Tuesday, January 25, 2011

Responding to the State of the Union

In Writings of Obama, a Philosophy Is Unearthed
When the Harvard historian James T. Kloppenberg decided to write about the influences that shaped President Obama’s view of the world, he interviewed the president’s former professors and classmates, combed through his books, essays, and speeches, and even read every article published during the three years Mr. Obama was involved with the Harvard Law Review (“a superb cure for insomnia,” Mr. Kloppenberg said). What he did not do was speak to President Obama.
“He would have had to deny every word,” Mr. Kloppenberg said with a smile. The reason, he explained, is his conclusion that President Obama is a true intellectual — a word that is frequently considered an epithet among populists with a robust suspicion of Ivy League elites.
Duane Campbell
         The book Reading Obama may well offer some significant insights into the political viewpoints of President Obama.   In addition, it is a prolonged essay concerning how the author sees the political philosophy of pragmatism and a history of how pragmatism has served in the U.S.
         There are several interesting issues.  Can a scholar describe well the political philosophy of an important leader by reading books by the President and reading the transcripts of his speeches?   Is it far too early to be describing the philosophy of Barack Obama after only two years in office?
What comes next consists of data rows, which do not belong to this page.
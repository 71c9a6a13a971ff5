pub mod execute;
pub mod format;

pub use execute::execute_command;
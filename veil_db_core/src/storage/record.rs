use std::collections::HashMap;

use crate::error::DbError;

/// One row: a column-name-to-value mapping.
///
/// Values are untyped strings regardless of the declared column type.
/// The keys present in a record need not match the owning table's schema;
/// higher layers rely on presence checks.
#[derive(Debug, Clone, Default, PartialEq, Eq)]
pub struct Record {
    data: HashMap<String, String>,
}

impl Record {
    pub fn new() -> Self {
        Self::default()
    }

    /// Inserts or overwrites the value for a column.
    pub fn set_value(&mut self, column: impl Into<String>, value: impl Into<String>) {
        self.data.insert(column.into(), value.into());
    }

    pub fn get_value(&self, column: &str) -> Result<&str, DbError> {
        self.data
            .get(column)
            .map(String::as_str)
            .ok_or_else(|| DbError::ColumnNotFound(column.to_string()))
    }

    pub fn has_column(&self, column: &str) -> bool {
        self.data.contains_key(column)
    }

    /// Full mapping, for bulk operations such as applying an update
    /// template onto a target record.
    pub fn data(&self) -> &HashMap<String, String> {
        &self.data
    }

    pub(crate) fn remove_column(&mut self, column: &str) {
        self.data.remove(column);
    }
}
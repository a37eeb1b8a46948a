// Copyright (c) 2025-2026 Federico Hoerth <memparanoid@gmail.com>
// SPDX-License-Identifier: GPL-3.0-only
// See LICENSE in the repository root for full license text.

use getrandom::Error as GetRandomError;

use crate::error::EntropyError;
use crate::traits::EntropySource;

/// Operating-system CSPRNG, read through `getrandom`.
///
/// The default byte source of every `tessera` generator. Stateless: each
/// draw goes straight to the OS, so one value can be copied into any
/// number of generators and threads.
#[derive(Debug, Default, Clone, Copy)]
pub struct SystemEntropySource {}

impl SystemEntropySource {
    /// Draws through `draw`, tagging failures with the size of the draw.
    pub(crate) fn draw_with(
        draw: &dyn Fn(&mut [u8]) -> Result<(), GetRandomError>,
        dest: &mut [u8],
    ) -> Result<(), EntropyError> {
        draw(dest).map_err(|_| EntropyError::EntropyNotAvailable {
            requested: dest.len(),
        })
    }
}

impl EntropySource for SystemEntropySource {
    fn fill_bytes(&self, dest: &mut [u8]) -> Result<(), EntropyError> {
        if dest.is_empty() {
            return Ok(());
        }

        Self::draw_with(&getrandom::fill, dest)
    }
}

/// Fills `dest` from the OS CSPRNG and returns it.
///
/// # Errors
///
/// Returns [`EntropyError::EntropyNotAvailable`] if the OS refuses to
/// provide entropy.
///
/// # Example
///
/// ```rust
/// use tessera_rand::fill_with_random_bytes;
///
/// let mut salt = [0u8; 16];
/// let salt = fill_with_random_bytes(&mut salt).expect("Failed to generate entropy");
/// assert_eq!(salt.len(), 16);
/// ```
pub fn fill_with_random_bytes(dest: &mut [u8]) -> Result<&mut [u8], EntropyError> {
    SystemEntropySource {}.fill(dest)
}
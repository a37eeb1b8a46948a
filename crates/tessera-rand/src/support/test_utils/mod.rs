// Copyright (c) 2025-2026 Federico Hoerth <memparanoid@gmail.com>
// SPDX-License-Identifier: GPL-3.0-only
// See LICENSE in the repository root for full license text.

//! Test utilities for mocking entropy sources.
//!
//! Provides mock implementations with configurable behavior for testing.

mod mock_entropy_source;
mod replay_entropy_source;

pub use mock_entropy_source::{MockEntropySource, MockEntropySourceBehaviour};
pub use replay_entropy_source::ReplayEntropySource;
// Copyright (c) 2025-2026 Federico Hoerth <memparanoid@gmail.com>
// SPDX-License-Identifier: GPL-3.0-only
// See LICENSE in the repository root for full license text.

//! # tessera_rand
//!
//! Cryptographically secure byte source for the Tessera identifier engine.
//!
//! Everything that needs randomness in Tessera goes through the
//! [`EntropySource`] trait, so callers can swap the OS-backed source for a
//! deterministic one in tests.
//!
//! ## Core Types
//!
//! - [`SystemEntropySource`]: OS-level CSPRNG (via `getrandom`)
//! - [`uniform_index`]: unbiased index in `[0, n)` drawn from an entropy source
//! - [`shuffle`]: Fisher-Yates shuffle driven by an entropy source
//!
//! ## Example
//!
//! ```rust
//! use tessera_rand::{EntropySource, SystemEntropySource, shuffle};
//!
//! let entropy = SystemEntropySource {};
//!
//! let mut bytes = [0u8; 32];
//! entropy.fill_bytes(&mut bytes).expect("Failed to generate entropy");
//!
//! let mut deck = [1u8, 2, 3, 4, 5];
//! shuffle(&entropy, &mut deck).expect("Failed to shuffle");
//! ```
//!
//! ## Platform Support
//!
//! Supports all platforms via `getrandom`:
//! - Linux/Android: `getrandom()` syscall
//! - macOS/iOS: `getentropy()`
//! - Windows: `ProcessPrng`
//! - WASI: `random_get`
//!
//! There is no fallback to a non-cryptographic generator. If the platform
//! cannot provide entropy, every call fails with
//! [`EntropyError::EntropyNotAvailable`].

#![cfg_attr(not(test), no_std)]
#![warn(missing_docs)]

extern crate alloc;

#[cfg(test)]
mod tests;

mod error;
mod support;
mod system;
mod traits;
mod uniform;

pub use error::EntropyError;
pub use system::{SystemEntropySource, fill_with_random_bytes};
pub use traits::EntropySource;
pub use uniform::{shuffle, uniform_index};

#[cfg(any(test, feature = "test-utils"))]
pub use support::test_utils;
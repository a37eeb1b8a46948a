// Copyright (c) 2025-2026 Federico Hoerth <memparanoid@gmail.com>
// SPDX-License-Identifier: GPL-3.0-only
// See LICENSE in the repository root for full license text.

use core::fmt;
use core::num::NonZeroUsize;

use crate::error::GenerateError;

/// A validated, strictly positive output length.
///
/// Generation methods take a plain `usize` and reject `0`. `Length` is for
/// callers holding untyped input (signed integers, floats parsed from a
/// request) that must be validated before it reaches the generator.
///
/// # Example
///
/// ```rust
/// use tessera::{GenerateError, Length};
///
/// assert_eq!(Length::try_from(21i64).map(Length::get), Ok(21));
/// assert_eq!(Length::try_from(-5i64), Err(GenerateError::InvalidLength));
/// assert_eq!(Length::try_from(2.5f64), Err(GenerateError::InvalidLength));
/// ```
#[derive(Debug, Clone, Copy, PartialEq, Eq, PartialOrd, Ord, Hash)]
pub struct Length(NonZeroUsize);

impl Length {
    /// Validates `length`.
    ///
    /// # Errors
    ///
    /// Returns [`GenerateError::InvalidLength`] when `length` is zero.
    pub fn new(length: usize) -> Result<Self, GenerateError> {
        NonZeroUsize::new(length)
            .map(Self)
            .ok_or(GenerateError::InvalidLength)
    }

    /// Returns the length as a `usize`.
    pub fn get(self) -> usize {
        self.0.get()
    }
}

impl fmt::Display for Length {
    fn fmt(&self, f: &mut fmt::Formatter<'_>) -> fmt::Result {
        fmt::Display::fmt(&self.0, f)
    }
}

impl From<Length> for usize {
    fn from(length: Length) -> Self {
        length.get()
    }
}

impl TryFrom<usize> for Length {
    type Error = GenerateError;

    fn try_from(length: usize) -> Result<Self, Self::Error> {
        Self::new(length)
    }
}

impl TryFrom<i64> for Length {
    type Error = GenerateError;

    fn try_from(length: i64) -> Result<Self, Self::Error> {
        let length = usize::try_from(length).map_err(|_| GenerateError::InvalidLength)?;
        Self::new(length)
    }
}

impl TryFrom<i32> for Length {
    type Error = GenerateError;

    fn try_from(length: i32) -> Result<Self, Self::Error> {
        Self::try_from(i64::from(length))
    }
}

impl TryFrom<f64> for Length {
    type Error = GenerateError;

    fn try_from(length: f64) -> Result<Self, Self::Error> {
        if !length.is_finite() || length.fract() != 0.0 || length < 1.0 {
            return Err(GenerateError::InvalidLength);
        }
        if length > usize::MAX as f64 {
            return Err(GenerateError::InvalidLength);
        }

        Self::new(length as usize)
    }
}
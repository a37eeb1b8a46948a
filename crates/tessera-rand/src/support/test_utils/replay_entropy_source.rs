// Copyright (c) 2025-2026 Federico Hoerth <memparanoid@gmail.com>
// SPDX-License-Identifier: GPL-3.0-only
// See LICENSE in the repository root for full license text.

use alloc::vec::Vec;
use core::cell::Cell;

use crate::error::EntropyError;
use crate::traits::EntropySource;

/// Deterministic entropy source that replays a fixed byte script.
///
/// Bytes are served in order and the script wraps around once exhausted.
/// An empty script serves zeros.
///
/// **Not random.** Only meant for tests that need to pin down exactly which
/// bytes a consumer sees.
pub struct ReplayEntropySource {
    script: Vec<u8>,
    cursor: Cell<usize>,
    bytes_served: Cell<usize>,
}

impl ReplayEntropySource {
    /// Creates a source replaying `script`.
    pub fn new(script: impl Into<Vec<u8>>) -> Self {
        Self {
            script: script.into(),
            cursor: Cell::new(0),
            bytes_served: Cell::new(0),
        }
    }

    /// Returns the total number of bytes served so far.
    pub fn bytes_served(&self) -> usize {
        self.bytes_served.get()
    }

    /// Rewinds the script to its first byte and clears the counter.
    pub fn rewind(&self) {
        self.cursor.set(0);
        self.bytes_served.set(0);
    }
}

impl EntropySource for ReplayEntropySource {
    fn fill_bytes(&self, dest: &mut [u8]) -> Result<(), EntropyError> {
        self.bytes_served.set(self.bytes_served.get() + dest.len());

        if self.script.is_empty() {
            dest.fill(0);
            return Ok(());
        }

        let mut cursor = self.cursor.get();
        for byte in dest.iter_mut() {
            *byte = self.script[cursor];
            cursor = (cursor + 1) % self.script.len();
        }
        self.cursor.set(cursor);

        Ok(())
    }
}
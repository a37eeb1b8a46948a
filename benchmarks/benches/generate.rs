// Copyright (c) 2025-2026 Federico Hoerth <memparanoid@gmail.com>
// SPDX-License-Identifier: GPL-3.0-only
// See LICENSE in the repository root for full license text.

use criterion::{BenchmarkId, Criterion, Throughput, black_box, criterion_group, criterion_main};

use tessera::{AlphabetName, BiasPolicy, Generator, GeneratorConfig, SilentAdvisorySink};

// Fast mode: FAST_BENCH=1 cargo bench -p benchmarks --bench generate
fn is_fast_mode() -> bool {
    std::env::var("FAST_BENCH")
        .map(|v| v == "1")
        .unwrap_or(false)
}

fn configure_group(group: &mut criterion::BenchmarkGroup<criterion::measurement::WallTime>) {
    if is_fast_mode() {
        group.measurement_time(std::time::Duration::from_millis(500));
        group.sample_size(10);
    } else {
        group.measurement_time(std::time::Duration::from_secs(3));
        group.sample_size(50);
    }
}

// =============================================================================
// Alphabet shapes: masked (64), rejection (62, 10)
// =============================================================================

fn bench_alphabets(c: &mut Criterion) {
    let mut group = c.benchmark_group("generate_alphabet");
    configure_group(&mut group);

    let generator = Generator::new().with_sink(SilentAdvisorySink);

    for name in [
        AlphabetName::UrlSafe,
        AlphabetName::Alphanumeric,
        AlphabetName::Numeric,
    ] {
        for length in [8usize, 21, 256] {
            group.throughput(Throughput::Elements(length as u64));

            group.bench_with_input(
                BenchmarkId::new(name.key(), length),
                &length,
                |b, &length| {
                    b.iter(|| black_box(generator.generate(length, name)));
                },
            );
        }
    }

    group.finish();
}

// =============================================================================
// StrictUnbiased vs FastModulo on a 62-symbol alphabet
// =============================================================================

fn bench_bias_policy(c: &mut Criterion) {
    let mut group = c.benchmark_group("generate_bias_policy");
    configure_group(&mut group);

    for policy in [BiasPolicy::StrictUnbiased, BiasPolicy::FastModulo] {
        let generator = Generator::new()
            .with_sink(SilentAdvisorySink)
            .with_config(GeneratorConfig::default().with_bias_policy(policy));

        for length in [32usize, 1024] {
            group.throughput(Throughput::Elements(length as u64));

            group.bench_with_input(
                BenchmarkId::new(format!("{policy:?}"), length),
                &length,
                |b, &length| {
                    b.iter(|| black_box(generator.generate(length, AlphabetName::Alphanumeric)));
                },
            );
        }
    }

    group.finish();
}

// =============================================================================
// Incremental vs indexed assembly around the cut-over
// =============================================================================

fn bench_assembly(c: &mut Criterion) {
    let mut group = c.benchmark_group("generate_assembly");
    configure_group(&mut group);

    let incremental = Generator::new()
        .with_sink(SilentAdvisorySink)
        .with_config(GeneratorConfig::default().with_incremental_threshold(usize::MAX));
    let indexed = Generator::new()
        .with_sink(SilentAdvisorySink)
        .with_config(GeneratorConfig::default().with_incremental_threshold(0));

    for length in [4usize, 16, 64] {
        group.bench_with_input(BenchmarkId::new("incremental", length), &length, |b, &l| {
            b.iter(|| black_box(incremental.generate(l, AlphabetName::UrlSafe)));
        });
        group.bench_with_input(BenchmarkId::new("indexed", length), &length, |b, &l| {
            b.iter(|| black_box(indexed.generate(l, AlphabetName::UrlSafe)));
        });
    }

    group.finish();
}

criterion_group!(benches, bench_alphabets, bench_bias_policy, bench_assembly);
criterion_main!(benches);
// Copyright (c) 2025-2026 Federico Hoerth <memparanoid@gmail.com>
// SPDX-License-Identifier: GPL-3.0-only
// See LICENSE in the repository root for full license text.

use thiserror::Error;

/// Failure to draw bytes from an [`EntropySource`](crate::EntropySource).
///
/// Never recovered from internally: a failed draw aborts the identifier,
/// index or shuffle being built and no partial output escapes.
#[derive(Debug, Error, Clone, Copy, PartialEq, Eq)]
pub enum EntropyError {
    /// The source could not fill a draw of `requested` bytes.
    #[error("EntropyNotAvailable: {requested} bytes")]
    EntropyNotAvailable {
        /// Size of the draw that failed.
        requested: usize,
    },
}
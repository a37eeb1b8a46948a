// Copyright (c) 2025-2026 Federico Hoerth <memparanoid@gmail.com>
// SPDX-License-Identifier: GPL-3.0-only
// See LICENSE in the repository root for full license text.

use std::sync::{Mutex, PoisonError};

use crate::advisory::{Advisory, AdvisorySink};

/// Advisory sink that keeps every advisory it receives.
#[derive(Debug, Default)]
pub struct RecordingAdvisorySink {
    advisories: Mutex<Vec<Advisory>>,
}

impl RecordingAdvisorySink {
    /// Creates an empty recorder.
    pub fn new() -> Self {
        Self::default()
    }

    /// Snapshot of the advisories received so far.
    pub fn advisories(&self) -> Vec<Advisory> {
        self.advisories
            .lock()
            .unwrap_or_else(PoisonError::into_inner)
            .clone()
    }

    /// Drains the recorded advisories.
    pub fn take(&self) -> Vec<Advisory> {
        core::mem::take(
            &mut *self
                .advisories
                .lock()
                .unwrap_or_else(PoisonError::into_inner),
        )
    }

    /// Whether nothing was recorded.
    pub fn is_empty(&self) -> bool {
        self.advisories
            .lock()
            .unwrap_or_else(PoisonError::into_inner)
            .is_empty()
    }
}

impl AdvisorySink for RecordingAdvisorySink {
    fn advise(&self, advisory: Advisory) {
        self.advisories
            .lock()
            .unwrap_or_else(PoisonError::into_inner)
            .push(advisory);
    }
}
// Copyright (c) 2025-2026 Federico Hoerth <memparanoid@gmail.com>
// SPDX-License-Identifier: GPL-3.0-only
// See LICENSE in the repository root for full license text.

use core::cell::Cell;

use crate::error::EntropyError;
use crate::system::SystemEntropySource;
use crate::traits::EntropySource;

/// When a [`MockEntropySource`] refuses a draw.
#[derive(Debug, Clone, Copy, PartialEq, Eq)]
pub enum MockEntropySourceBehaviour {
    /// Every draw succeeds with OS bytes.
    None,
    /// Every draw fails.
    FailAlways,
    /// The Nth draw fails (1-indexed); the others succeed.
    FailAtNthFillBytes(usize),
    /// Draws succeed until the running byte total would exceed the budget.
    FailAfterBytes(usize),
}

impl MockEntropySourceBehaviour {
    fn refuses(self, draw: usize, served: usize, requested: usize) -> bool {
        match self {
            Self::None => false,
            Self::FailAlways => true,
            Self::FailAtNthFillBytes(n) => draw == n,
            Self::FailAfterBytes(budget) => served + requested > budget,
        }
    }
}

/// OS-backed source that records every draw and fails on demand.
///
/// `call_count` and `bytes_requested` let tests pin how a generator sizes
/// its batches; the behaviour drives the failure paths of a generation in
/// progress.
pub struct MockEntropySource {
    inner: SystemEntropySource,
    behaviour: MockEntropySourceBehaviour,
    draws: Cell<usize>,
    bytes_requested: Cell<usize>,
    bytes_served: Cell<usize>,
}

impl MockEntropySource {
    /// Creates a mock with the given failure behaviour.
    pub fn new(behaviour: MockEntropySourceBehaviour) -> Self {
        Self {
            inner: SystemEntropySource {},
            behaviour,
            draws: Cell::new(0),
            bytes_requested: Cell::new(0),
            bytes_served: Cell::new(0),
        }
    }

    /// Swaps the failure behaviour; counters are kept.
    pub fn change_behaviour(&mut self, behaviour: MockEntropySourceBehaviour) {
        self.behaviour = behaviour;
    }

    /// Zeroes every counter.
    pub fn reset_count(&self) {
        self.draws.set(0);
        self.bytes_requested.set(0);
        self.bytes_served.set(0);
    }

    /// Draws attempted, failed ones included.
    pub fn call_count(&self) -> usize {
        self.draws.get()
    }

    /// Bytes asked for across all draws, failed ones included.
    pub fn bytes_requested(&self) -> usize {
        self.bytes_requested.get()
    }

    /// Bytes actually written by successful draws.
    pub fn bytes_served(&self) -> usize {
        self.bytes_served.get()
    }
}

impl EntropySource for MockEntropySource {
    fn fill_bytes(&self, dest: &mut [u8]) -> Result<(), EntropyError> {
        let draw = self.draws.get() + 1;
        let served = self.bytes_served.get();

        self.draws.set(draw);
        self.bytes_requested.set(self.bytes_requested.get() + dest.len());

        if self.behaviour.refuses(draw, served, dest.len()) {
            return Err(EntropyError::EntropyNotAvailable {
                requested: dest.len(),
            });
        }

        self.inner.fill_bytes(dest)?;
        self.bytes_served.set(served + dest.len());

        Ok(())
    }
}
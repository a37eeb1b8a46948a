// Copyright (c) 2025-2026 Federico Hoerth <memparanoid@gmail.com>
// SPDX-License-Identifier: GPL-3.0-only
// See LICENSE in the repository root for full license text.

use crate::sampler::BiasPolicy;

/// Entropy below which a [`LowEntropy`](crate::Advisory::LowEntropy) advisory is emitted.
pub const DEFAULT_MIN_ENTROPY_BITS: f64 = 64.0;

/// Lengths below this are assembled by pushing onto a `String` directly.
pub const DEFAULT_INCREMENTAL_THRESHOLD: usize = 16;

/// Upper bound on bytes requested from the entropy source per refill.
pub const DEFAULT_MAX_BATCH_BYTES: usize = 4096;

/// Tuning knobs for a [`Generator`](crate::Generator).
///
/// # Example
///
/// ```rust
/// use tessera::{BiasPolicy, GeneratorConfig};
///
/// let config = GeneratorConfig::default()
///     .with_bias_policy(BiasPolicy::FastModulo)
///     .with_min_entropy_bits(96.0);
///
/// assert_eq!(config.bias_policy(), BiasPolicy::FastModulo);
/// assert_eq!(config.max_batch_bytes(), 4096);
/// ```
#[derive(Debug, Clone, Copy, PartialEq)]
pub struct GeneratorConfig {
    bias_policy: BiasPolicy,
    min_entropy_bits: f64,
    incremental_threshold: usize,
    max_batch_bytes: usize,
}

impl Default for GeneratorConfig {
    fn default() -> Self {
        Self {
            bias_policy: BiasPolicy::default(),
            min_entropy_bits: DEFAULT_MIN_ENTROPY_BITS,
            incremental_threshold: DEFAULT_INCREMENTAL_THRESHOLD,
            max_batch_bytes: DEFAULT_MAX_BATCH_BYTES,
        }
    }
}

impl GeneratorConfig {
    /// Sets the sampling bias policy.
    pub fn with_bias_policy(mut self, bias_policy: BiasPolicy) -> Self {
        self.bias_policy = bias_policy;
        self
    }

    /// Sets the advisory threshold. `0.0` silences low-entropy advisories.
    pub fn with_min_entropy_bits(mut self, min_entropy_bits: f64) -> Self {
        self.min_entropy_bits = min_entropy_bits.max(0.0);
        self
    }

    /// Sets the length at which assembly switches to an indexed buffer.
    pub fn with_incremental_threshold(mut self, incremental_threshold: usize) -> Self {
        self.incremental_threshold = incremental_threshold;
        self
    }

    /// Sets the per-refill byte cap (at least 1).
    pub fn with_max_batch_bytes(mut self, max_batch_bytes: usize) -> Self {
        self.max_batch_bytes = max_batch_bytes.max(1);
        self
    }

    /// Sampling bias policy.
    pub fn bias_policy(&self) -> BiasPolicy {
        self.bias_policy
    }

    /// Advisory threshold in bits.
    pub fn min_entropy_bits(&self) -> f64 {
        self.min_entropy_bits
    }

    /// Incremental/indexed assembly cut-over.
    pub fn incremental_threshold(&self) -> usize {
        self.incremental_threshold
    }

    /// Per-refill byte cap.
    pub fn max_batch_bytes(&self) -> usize {
        self.max_batch_bytes
    }
}
// Copyright (c) 2025-2026 Federico Hoerth <memparanoid@gmail.com>
// SPDX-License-Identifier: GPL-3.0-only
// See LICENSE in the repository root for full license text.

//! Unbiased index draws and Fisher-Yates shuffling over an [`EntropySource`].
//!
//! # Algorithm
//!
//! Indices are drawn from 32-bit words. A word `r` is accepted only when
//! `r >= (2^32 - n) % n`, which leaves exactly `floor(2^32 / n) * n`
//! accepted values, so `r % n` carries no modulo bias. The expected number
//! of draws per index is below 2 for every `n`.

use crate::error::EntropyError;
use crate::traits::EntropySource;

/// Draws one 32-bit word from the entropy source.
#[inline(always)]
fn next_u32<E: EntropySource + ?Sized>(entropy: &E) -> Result<u32, EntropyError> {
    let mut word = [0u8; 4];
    entropy.fill_bytes(&mut word)?;
    Ok(u32::from_le_bytes(word))
}

/// Returns a uniformly distributed index in `[0, n)`.
///
/// Uses rejection sampling to avoid modulo bias. `n` of 0 or 1 returns `0`
/// without consuming entropy. `n` above `u32::MAX` is clamped to `u32::MAX`.
///
/// # Errors
///
/// Propagates [`EntropyError::EntropyNotAvailable`] from the source.
///
/// # Example
///
/// ```rust
/// use tessera_rand::{SystemEntropySource, uniform_index};
///
/// let index = uniform_index(&SystemEntropySource {}, 10).expect("Failed to draw index");
/// assert!(index < 10);
/// ```
pub fn uniform_index<E: EntropySource + ?Sized>(
    entropy: &E,
    n: usize,
) -> Result<usize, EntropyError> {
    if n <= 1 {
        return Ok(0);
    }

    let n = u32::try_from(n).unwrap_or(u32::MAX);
    let threshold = n.wrapping_neg() % n;

    loop {
        let r = next_u32(entropy)?;
        if r >= threshold {
            return Ok((r % n) as usize);
        }
    }
}

/// Permutes a slice in-place using the Fisher-Yates shuffle.
///
/// Every permutation is equiprobable as long as the entropy source is
/// uniform.
///
/// # Errors
///
/// Propagates [`EntropyError::EntropyNotAvailable`] from the source. The
/// slice may be partially shuffled when an error is returned.
///
/// # Example
///
/// ```rust
/// use tessera_rand::{SystemEntropySource, shuffle};
///
/// let mut data = [0u8, 1, 2, 3, 4, 5, 6, 7];
/// shuffle(&SystemEntropySource {}, &mut data).expect("Failed to shuffle");
///
/// let mut sorted = data;
/// sorted.sort();
/// assert_eq!(sorted, [0, 1, 2, 3, 4, 5, 6, 7]);
/// ```
pub fn shuffle<E: EntropySource + ?Sized, T>(
    entropy: &E,
    data: &mut [T],
) -> Result<(), EntropyError> {
    if data.len() <= 1 {
        return Ok(());
    }

    for i in (1..data.len()).rev() {
        let j = uniform_index(entropy, i + 1)?;
        data.swap(i, j);
    }

    Ok(())
}
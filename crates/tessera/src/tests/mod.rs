// Copyright (c) 2025-2026 Federico Hoerth <memparanoid@gmail.com>
// SPDX-License-Identifier: GPL-3.0-only
// See LICENSE in the repository root for full license text.

mod fuzzy;
mod length;
mod presets;
mod support;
In New York City last week to give a standing-room-only lecture about his forthcoming intellectual biography, “Reading Obama: Dreams, Hopes, and the American Political Tradition,” Mr. Kloppenberg explained that he sees Mr. Obama as a kind of philosopher president, a rare breed that can be found only a handful of times in American history.
“There’s John Adams, Thomas Jefferson, James Madison and John Quincy Adams, then Abraham Lincoln and in the 20th century just Woodrow Wilson,” he said.
To Mr. Kloppenberg the philosophy that has guided President Obama most consistently is pragmatism, a uniquely American system of thought developed at the end of the 19th century by William James, John Dewey and Charles Sanders Peirce. It is a philosophy that grew up after Darwin published his theory of evolution and the Civil War reached its bloody end. More and more people were coming to believe that chance rather than providence guided human affairs, and that dogged certainty led to violence.
Pragmatism maintains that people are constantly devising and updating ideas to navigate the world in which they live; it embraces open-minded experimentation and continuing debate. “It is a philosophy for skeptics, not true believers,” Mr. Kloppenberg said.
Those who heard Mr. Kloppenberg present his argument at a conference on intellectual history at the City University of New York’s Graduate Center responded with prolonged applause. “The way he traced Obama’s intellectual influences was fascinating for us, given that Obama’s academic background seems so similar to ours,” said Andrew Hartman, a historian at Illinois State University who helped organize the conference.
Mr. Kloppenberg’s interest in the education of Barack Obama began from a distance. He spent 2008, the election year, at the University of Cambridge in England and found himself in lecture halls and at dinner tables trying to explain who this man was.
Race, temperament and family history are all crucial to understanding the White House’s current occupant, but Mr. Kloppenberg said he chose to focus on one slice of the president’s makeup: his ideas.
In the professor’s analysis the president’s worldview is the product of the country’s long history of extending democracy to disenfranchised groups, as well as the specific ideological upheavals that struck campuses in the 1980s and 1990s. He mentions, for example, that Mr. Obama was at Harvard during “the greatest intellectual ferment in law schools in the 20th century,” when competing theories about race, feminism, realism and constitutional original intent were all battling for ground.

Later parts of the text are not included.